交通安全研究中已记录了种族和民族差异及/或不平等现象。然而,人口层面的交通安全数据库往往未收集种族/民族数据,这限制了该领域全面研究交通结果中的种族/民族差异的能力,以及我们缓解这些差异的能力。为克服这一限制,我们探索了使用贝叶斯改进姓氏地理编码(BISG)算法在新泽西州安全与健康结果(NJ-SHO)数据仓库中估算驾驶员种族和民族的效用。此外,我们总结了为指导研究人员开展和实施种族与民族差异研究而制定的重要建议。
我们应用BISG估算2017年新泽西州驾驶员的人口层面种族/民族,并使用每个种族/民族类别内的接收者操作特征曲线(AUC)下的面积评估综合行政来源(如医院记录)中可用的报告值与BISG概率分布之间的一致性。通过按每个报告类别中的人口数量对每个AUC值进行加权来计算总体AUC。在一项使用2017年碰撞数据的示例分析中,我们使用NJ-SHO和BISG种族/民族值集按种族/民族对2017年警方报告的月平均碰撞率进行了分析,以比较它们的输出结果。

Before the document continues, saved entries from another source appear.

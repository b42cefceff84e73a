use std::net::{IpAddr, SocketAddr};
use std::sync::Arc;

use geodrop_backend::{
    AppState,
    cache::CachedMessageSource,
    config::Config,
    database::{self, MemoryMessageSource, MemoryUserSource, MessageSource, PgMessageSource, PgUserSource, UserSource},
    geo::Quantizer,
    proximity::ProximityQueryEngine,
    router::create_router,
};
use tracing_subscriber::{layer::SubscriberExt, util::SubscriberInitExt};

#[tokio::main]
async fn main() {
    // 初始化日志
    tracing_subscriber::registry()
        .with(tracing_subscriber::EnvFilter::new(
            std::env::var("RUST_LOG").unwrap_or_else(|_| "info".into()),
        ))
        .with(tracing_subscriber::fmt::layer())
        .init();

    // 加载配置
    let config = Config::from_env().expect("Failed to load configuration");

    // 设置记录源：配置了数据库时使用 Postgres，否则使用内存
    let (messages, users): (Arc<dyn MessageSource>, Arc<dyn UserSource>) = match &config.database_url {
        Some(url) => {
            let pool = database::connect(url, config.database_max_connections)
                .await
                .expect("Failed to connect to Postgres");
            (
                Arc::new(PgMessageSource::new(pool.clone())),
                Arc::new(PgUserSource::new(pool)),
            )
        }
        None => {
            tracing::warn!("DATABASE_URL not set, using in-memory record sources");
            (
                Arc::new(MemoryMessageSource::new()),
                Arc::new(MemoryUserSource::new()),
            )
        }
    };

    // 设置 Redis 消息缓存
    let messages: Arc<dyn MessageSource> = match &config.redis_url {
        Some(url) => {
            let redis_client = redis::Client::open(url.as_str()).expect("Failed to create Redis client");
            tracing::info!("Bucket message cache enabled");
            Arc::new(CachedMessageSource::new(
                messages,
                Arc::new(redis_client),
                config.message_cache_ttl(),
            ))
        }
        None => messages,
    };

    let quantizer = Quantizer::new(config.broad_coordinate_decimals);
    tracing::info!("Broad coordinate precision: {} decimals", quantizer.decimals());

    // 设置应用状态
    let state = AppState {
        config: config.clone(),
        engine: ProximityQueryEngine::new(messages, users, quantizer),
    };

    let router = create_router(state.clone());

    // 根据编译模式决定是否添加CORS
    #[cfg(debug_assertions)]
    let router = {
        tracing::debug!("Adding CORS layer for development mode");
        router.layer(tower_http::cors::CorsLayer::permissive())
    };

    // 启动服务器
    let addr = SocketAddr::new(
        state.config.server_host.parse().unwrap_or_else(|_| {
            tracing::warn!("Invalid server_host, falling back to dual-stack default");
            IpAddr::V6(std::net::Ipv6Addr::UNSPECIFIED)
        }),
        state.config.server_port,
    );
    tracing::info!("Server listening on {}", addr);
    axum::serve(
        tokio::net::TcpListener::bind(&addr)
            .await
            .expect("Failed to bind"),
        router,
    )
    .await
    .expect("Failed to start server");
}
// 领域模型
// 消息与用户记录，以及记录源共用的标识约定

pub mod message;
pub mod user;

pub use message::{Message, NewMessage};
pub use user::User;

/// 可按唯一ID检索的记录
pub trait Record: Clone + Send + Sync + 'static {
    /// 记录种类，用于日志和 NotFound 错误
    const KIND: &'static str;

    fn id(&self) -> &str;
}
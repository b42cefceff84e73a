use std::time::Instant;

use axum::{
    body::{Body, to_bytes},
    http::Request,
    middleware::Next,
    response::Response,
};
use tracing::{Instrument, error, info};
use uuid::Uuid;

/// 错误响应体最多读取的字节数
const ERROR_BODY_LIMIT: usize = 1024;

/// 记录每个请求的方法、路径、状态码和耗时；5xx 时额外记录响应体
pub async fn log_requests(req: Request<Body>, next: Next) -> Response {
    let request_id = Uuid::new_v4();
    let method = req.method().clone();
    let path = req.uri().path().to_owned();
    let span = tracing::info_span!("request", %request_id, %method, %path);

    async move {
        let started = Instant::now();
        let response = next.run(req).await;
        let status = response.status();
        let elapsed_ms = started.elapsed().as_millis() as u64;

        if !status.is_server_error() {
            info!(status = status.as_u16(), elapsed_ms, "Request completed");
            return response;
        }

        let (mut parts, body) = response.into_parts();
        let bytes = match to_bytes(body, ERROR_BODY_LIMIT).await {
            Ok(b) => b,
            Err(e) => {
                error!("Failed to read error response body: {}", e);
                return Response::from_parts(parts, Body::empty());
            }
        };

        error!(
            status = status.as_u16(),
            elapsed_ms,
            "Server error occurred - Body: {}",
            String::from_utf8_lossy(&bytes)
        );

        // 重置body以便重新构建响应
        parts.headers.remove(axum::http::header::CONTENT_LENGTH);
        Response::from_parts(parts, Body::from(bytes))
    }
    .instrument(span)
    .await
}
pub mod message;
pub mod user;

pub use message::MessageEntity;
pub use user::UserEntity;
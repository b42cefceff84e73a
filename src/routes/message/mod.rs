mod handler;
mod model;

pub use handler::{create_message, get_messages, quantize_coordinates};
pub use model::{CreateMessageRequest, MessageInfo, MessageParams};
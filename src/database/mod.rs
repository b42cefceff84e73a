// 数据库模块
// 记录源接口定义，以及内存和 Postgres 两种实现

pub mod entities; // 数据库行结构
pub mod memory; // 内存记录源
pub mod repositories; // Postgres 记录源

use async_trait::async_trait;
use chrono::{DateTime, Utc};
use sqlx::{Executor, PgPool, postgres::PgPoolOptions};
use thiserror::Error;

use crate::geo::{BroadCoordinate, Coordinate};
use crate::models::{Message, User};

pub use memory::{MemoryMessageSource, MemoryUserSource};
pub use repositories::{PgMessageSource, PgUserSource};

/// 持久层错误，原样向上传递，不做重试
#[derive(Debug, Error)]
pub enum StoreError {
    #[error("record already exists: {0}")]
    Duplicate(String),

    #[error("database error: {0}")]
    Database(#[from] sqlx::Error),

    #[error("migration error: {0}")]
    Migration(#[from] sqlx::migrate::MigrateError),

    #[error("record source unavailable: {0}")]
    Unavailable(String),
}

/// 消息记录源
///
/// 调用 `insert` 前，调用方负责已经算好 `broad_coordinate`。
#[async_trait]
pub trait MessageSource: Send + Sync {
    async fn insert(&self, message: Message) -> Result<(), StoreError>;

    /// 按创建顺序返回全部消息
    async fn all(&self) -> Result<Vec<Message>, StoreError>;

    async fn find_by_id(&self, msg_id: &str) -> Result<Option<Message>, StoreError>;

    /// 粗坐标精确相等匹配
    async fn find_by_broad_coordinate(&self, bucket: BroadCoordinate) -> Result<Vec<Message>, StoreError>;
}

/// 用户记录源
#[async_trait]
pub trait UserSource: Send + Sync {
    async fn insert(&self, user: User) -> Result<(), StoreError>;

    async fn find_by_id(&self, user_id: &str) -> Result<Option<User>, StoreError>;

    /// 整体替换位置；用户不存在时返回 false
    async fn update_location(
        &self,
        user_id: &str,
        location: Coordinate,
        updated_at: DateTime<Utc>,
    ) -> Result<bool, StoreError>;

    /// 按创建顺序返回全部用户
    async fn all(&self) -> Result<Vec<User>, StoreError>;
}

/// 建立连接池并执行内嵌的迁移脚本
pub async fn connect(database_url: &str, max_connections: u32) -> Result<PgPool, StoreError> {
    let pool = PgPoolOptions::new()
        .max_connections(max_connections)
        .after_connect(|conn, _meta| {
            Box::pin(async move {
                conn.execute("SET application_name = 'geodrop_backend';")
                    .await?;
                Ok(())
            })
        })
        .connect(database_url)
        .await?;

    sqlx::migrate!("./migrations").run(&pool).await?;
    tracing::info!("Database migrations applied");

    Ok(pool)
}
mod request_log;

pub use request_log::log_requests;
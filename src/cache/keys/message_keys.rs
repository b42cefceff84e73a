use crate::geo::BroadCoordinate;

/// 桶内消息缓存键前缀
const BUCKET_MESSAGES_PREFIX: &str = "msg:bucket:";
/// 桶代数键前缀，每次写入消息后自增
const BUCKET_GENERATION_PREFIX: &str = "msg:bucket_gen:";

/// `-0.0` 与 `0.0` 是同一个桶
fn normalize(value: f64) -> f64 {
    if value == 0.0 { 0.0 } else { value }
}

fn bucket_suffix(bucket: BroadCoordinate) -> String {
    // 粗坐标由整数网格还原，Display 输出稳定
    format!("{}:{}", normalize(bucket.latitude), normalize(bucket.longitude))
}

/// 生成桶内消息缓存键，键中带上当前代数
pub fn bucket_messages_key(bucket: BroadCoordinate, generation: u64) -> String {
    format!("{}{}:{}", BUCKET_MESSAGES_PREFIX, bucket_suffix(bucket), generation)
}

/// 生成桶代数键
pub fn bucket_generation_key(bucket: BroadCoordinate) -> String {
    format!("{}{}", BUCKET_GENERATION_PREFIX, bucket_suffix(bucket))
}
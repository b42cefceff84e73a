use serde::{Deserialize, Serialize};
use thiserror::Error;

/// 纬度取值范围（含边界）
const LATITUDE_LIMIT: f64 = 90.0;
/// 经度取值范围（含边界）
const LONGITUDE_LIMIT: f64 = 180.0;

/// 坐标超出合法范围或不是有限数值
#[derive(Debug, Clone, Copy, PartialEq, Error)]
#[error("invalid coordinate: latitude {latitude}, longitude {longitude}")]
pub struct InvalidCoordinate {
    pub latitude: f64,
    pub longitude: f64,
}

fn validate(latitude: f64, longitude: f64) -> Result<(), InvalidCoordinate> {
    // NaN 与任何数比较都为 false，这里一并拒绝
    let lat_ok = latitude.is_finite() && latitude.abs() <= LATITUDE_LIMIT;
    let lon_ok = longitude.is_finite() && longitude.abs() <= LONGITUDE_LIMIT;
    if lat_ok && lon_ok {
        Ok(())
    } else {
        Err(InvalidCoordinate {
            latitude,
            longitude,
        })
    }
}

/// 设备上报的精确位置
#[derive(Debug, Clone, Copy, PartialEq, Serialize, Deserialize)]
pub struct Coordinate {
    /// 纬度
    pub latitude: f64,
    /// 经度
    pub longitude: f64,
}

impl Coordinate {
    pub fn new(latitude: f64, longitude: f64) -> Result<Self, InvalidCoordinate> {
        validate(latitude, longitude)?;
        Ok(Self {
            latitude,
            longitude,
        })
    }
}

/// 粗化后的位置，即附近查询使用的桶键
///
/// 正常情况下只由 [`Quantizer`](super::Quantizer) 产生；查询方也可以直接提交一个
/// 粗坐标作为搜索键，此时只校验范围，不会重新粗化。
#[derive(Debug, Clone, Copy, PartialEq, Serialize, Deserialize)]
pub struct BroadCoordinate {
    pub latitude: f64,
    pub longitude: f64,
}

impl BroadCoordinate {
    pub fn new(latitude: f64, longitude: f64) -> Result<Self, InvalidCoordinate> {
        validate(latitude, longitude)?;
        Ok(Self {
            latitude,
            longitude,
        })
    }
}
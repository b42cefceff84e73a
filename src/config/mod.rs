use std::env;
use std::str::FromStr;
use std::time::Duration;

use thiserror::Error;

use crate::geo::{DEFAULT_DECIMALS, MAX_DECIMALS};

#[derive(Debug, Error)]
pub enum ConfigError {
    #[error("invalid value for {key}: {value:?}")]
    Invalid { key: &'static str, value: String },
}

#[derive(Debug, Clone, serde::Deserialize)]
pub struct Config {
    pub server_host: String,
    pub server_port: u16,
    /// 未设置时使用内存记录源
    pub database_url: Option<String>,
    pub database_max_connections: u32,
    /// 未设置时不启用消息缓存
    pub redis_url: Option<String>,
    pub message_cache_ttl_secs: u64,
    /// 粗坐标保留的小数位数，写入方与查询方必须一致
    pub broad_coordinate_decimals: u32,
}

impl Default for Config {
    fn default() -> Self {
        Config {
            server_host: "0.0.0.0".into(),
            server_port: 3000,
            database_url: None,
            database_max_connections: 10,
            redis_url: None,
            message_cache_ttl_secs: 300,
            broad_coordinate_decimals: DEFAULT_DECIMALS,
        }
    }
}

impl Config {
    pub fn from_env() -> Result<Self, ConfigError> {
        dotenv::dotenv().ok();
        Self::from_lookup(|key| env::var(key).ok())
    }

    /// 从任意键值来源读取配置，未设置的键使用默认值
    pub fn from_lookup(lookup: impl Fn(&str) -> Option<String>) -> Result<Self, ConfigError> {
        let defaults = Config::default();
        // 空字符串等同于未设置
        let get = |key: &str| lookup(key).filter(|value| !value.trim().is_empty());

        let broad_coordinate_decimals = parse_or(&get, "BROAD_COORDINATE_DECIMALS", defaults.broad_coordinate_decimals)?;
        if broad_coordinate_decimals > MAX_DECIMALS {
            return Err(ConfigError::Invalid {
                key: "BROAD_COORDINATE_DECIMALS",
                value: broad_coordinate_decimals.to_string(),
            });
        }

        Ok(Config {
            server_host: get("SERVER_HOST").unwrap_or(defaults.server_host),
            server_port: parse_or(&get, "SERVER_PORT", defaults.server_port)?,
            database_url: get("DATABASE_URL"),
            database_max_connections: parse_or(&get, "DATABASE_MAX_CONNECTIONS", defaults.database_max_connections)?,
            redis_url: get("REDIS_URL"),
            message_cache_ttl_secs: parse_or(&get, "MESSAGE_CACHE_TTL", defaults.message_cache_ttl_secs)?,
            broad_coordinate_decimals,
        })
    }

    pub fn message_cache_ttl(&self) -> Duration {
        Duration::from_secs(self.message_cache_ttl_secs)
    }
}

fn parse_or<T: FromStr>(
    get: &impl Fn(&str) -> Option<String>,
    key: &'static str,
    default: T,
) -> Result<T, ConfigError> {
    match get(key) {
        Some(raw) => raw.trim().parse().map_err(|_| ConfigError::Invalid { key, value: raw }),
        None => Ok(default),
    }
}
use axum::{
    extract::{Json, Path, Query, State, rejection::JsonRejection},
    http::StatusCode,
    response::IntoResponse,
};

use super::model::{CreateMessageRequest, MessageInfo, MessageParams};
use crate::AppState;
use crate::error::AppError;
use crate::models::NewMessage;
use crate::proximity::MessageQuery;
use crate::routes::parse_number;
use crate::utils::success_to_api_response;

/// `GET /messages`
///
/// 引擎区分"找不到"与"空列表"；按桶查询为空时对客户端表示为未找到，
/// 不带条件的查询总是返回列表（可能为空）。
#[axum::debug_handler]
pub async fn get_messages(
    State(state): State<AppState>,
    Query(params): Query<MessageParams>,
) -> Result<impl IntoResponse, AppError> {
    let query = MessageQuery::try_from(params)?;
    let bucket_query = query.is_bucket_query();
    let messages = state.engine.query_messages(query).await?;

    if bucket_query && messages.is_empty() {
        return Err(AppError::NotFound("No messages found".into()));
    }
    Ok(success_to_api_response(messages.map(MessageInfo::from)))
}

#[axum::debug_handler]
pub async fn create_message(
    State(state): State<AppState>,
    payload: Result<Json<CreateMessageRequest>, JsonRejection>,
) -> Result<impl IntoResponse, AppError> {
    let Json(req) = payload.map_err(|e| {
        tracing::warn!("POST /messages: request sent with incorrect data format: {}", e);
        AppError::Validation(e.body_text())
    })?;

    let message = state.engine.create_message(NewMessage::try_from(req)?).await?;
    Ok((
        StatusCode::CREATED,
        success_to_api_response(MessageInfo::from(message)),
    ))
}

/// `GET /messages/get/broad/{lat}/{lon}`：返回给定坐标量化后的结果
#[axum::debug_handler]
pub async fn quantize_coordinates(
    State(state): State<AppState>,
    Path((lat, lon)): Path<(String, String)>,
) -> Result<impl IntoResponse, AppError> {
    let bucket = state
        .engine
        .quantize(parse_number("lat", &lat)?, parse_number("lon", &lon)?)?;
    Ok(success_to_api_response(bucket))
}
use chrono::{DateTime, Utc};

/// 判断记录的创建时间是否落在 `now` 之前 `window_seconds` 秒以内（含边界）
///
/// 比较统一以毫秒进行。负数或 NaN 窗口永远不匹配；晚于 `now` 的记录视为在窗口内。
pub fn within_window(created_at: DateTime<Utc>, now: DateTime<Utc>, window_seconds: f64) -> bool {
    if window_seconds.is_nan() || window_seconds < 0.0 {
        return false;
    }
    let window_ms = window_seconds * 1000.0;
    let elapsed_ms = (now - created_at).num_milliseconds() as f64;
    elapsed_ms <= window_ms
}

我们发现,白人、西班牙裔、黑人以及亚裔/太平洋岛民驾驶员的报告种族/民族与BISG概率之间具有良好或出色的一致性(AUC≥0.86)。我们发现美洲印第安人/阿拉斯加原住民驾驶员的一致性较差(AUC = 0.65),而多种族驾驶员的一致性不比随机分配好(AUC = 0.52)。在白人、西班牙裔、亚裔/太平洋岛民和美洲印第安人/阿拉斯加原住民驾驶员中,使用NJ-SHO报告的种族/民族值和BISG概率计算出的月碰撞率相似。黑人驾驶员的月碰撞率相差11%,多种族驾驶员的月碰撞率相差超过200%。
白人、西班牙裔、黑人以及亚裔/太平洋岛民驾驶员(该样本中所有驾驶员中的98.9%)的报告种族/民族与BISG概率之间具有良好或出色的一致性,且得出的碰撞率大多相似,这表明BISG在推动交通差异和不平等研究方面具有潜在效用。美洲印第安人/阿拉斯加原住民和多种族驾驶员的种族/民族值之间的一致性不可接受,这与之前BISG的应用和评估情况类似。未来需要开展工作来确定BISG在交通安全背景下的适用程度。